DATA EXTRACT START
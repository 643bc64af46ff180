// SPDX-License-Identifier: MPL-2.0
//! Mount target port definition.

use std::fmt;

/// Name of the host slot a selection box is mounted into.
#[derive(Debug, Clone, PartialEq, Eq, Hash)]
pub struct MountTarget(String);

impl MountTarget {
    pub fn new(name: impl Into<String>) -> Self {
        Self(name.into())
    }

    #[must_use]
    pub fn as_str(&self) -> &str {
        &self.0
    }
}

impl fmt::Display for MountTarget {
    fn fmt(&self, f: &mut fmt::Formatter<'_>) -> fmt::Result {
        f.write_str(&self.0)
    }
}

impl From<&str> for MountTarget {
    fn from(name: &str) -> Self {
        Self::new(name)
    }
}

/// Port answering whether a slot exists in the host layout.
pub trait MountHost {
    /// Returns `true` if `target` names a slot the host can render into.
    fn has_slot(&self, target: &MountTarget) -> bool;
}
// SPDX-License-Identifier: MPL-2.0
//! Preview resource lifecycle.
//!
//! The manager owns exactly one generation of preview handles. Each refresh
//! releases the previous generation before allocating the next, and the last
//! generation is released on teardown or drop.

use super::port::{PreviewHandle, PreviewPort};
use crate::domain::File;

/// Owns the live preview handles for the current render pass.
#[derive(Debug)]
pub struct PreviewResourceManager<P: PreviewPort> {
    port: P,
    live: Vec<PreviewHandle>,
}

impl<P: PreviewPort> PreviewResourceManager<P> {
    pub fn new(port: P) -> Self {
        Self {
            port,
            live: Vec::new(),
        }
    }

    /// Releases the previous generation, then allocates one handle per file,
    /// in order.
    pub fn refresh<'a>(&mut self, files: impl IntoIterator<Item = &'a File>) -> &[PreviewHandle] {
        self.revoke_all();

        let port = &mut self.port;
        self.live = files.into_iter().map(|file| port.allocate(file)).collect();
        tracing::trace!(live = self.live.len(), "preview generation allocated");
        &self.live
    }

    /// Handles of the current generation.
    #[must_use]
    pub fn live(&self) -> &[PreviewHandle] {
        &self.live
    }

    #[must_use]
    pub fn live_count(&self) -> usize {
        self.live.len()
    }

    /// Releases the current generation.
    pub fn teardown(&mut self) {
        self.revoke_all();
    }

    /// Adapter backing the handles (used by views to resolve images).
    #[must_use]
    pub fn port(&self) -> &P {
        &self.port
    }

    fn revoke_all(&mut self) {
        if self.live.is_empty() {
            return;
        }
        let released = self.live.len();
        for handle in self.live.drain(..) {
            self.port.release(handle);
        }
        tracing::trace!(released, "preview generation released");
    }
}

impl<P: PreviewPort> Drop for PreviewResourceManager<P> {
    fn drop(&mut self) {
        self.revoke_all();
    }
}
DATA EXTRACT END
→ **WORK INSTRUCTION**
Looking at the data above, return every line from the one with "fn from(name: &str)" down to the one with "teardown or drop.", exactly and inclusively.

→ **WRITTEN RESPONSE**
    fn from(name: &str) -> Self {
        Self::new(name)
    }
}

/// Port answering whether a slot exists in the host layout.
pub trait MountHost {
    /// Returns `true` if `target` names a slot the host can render into.
    fn has_slot(&self, target: &MountTarget) -> bool;
}
// SPDX-License-Identifier: MPL-2.0
//! Preview resource lifecycle.
//!
//! The manager owns exactly one generation of preview handles. Each refresh
//! releases the previous generation before allocating the next, and the last
//! generation is released on teardown or drop.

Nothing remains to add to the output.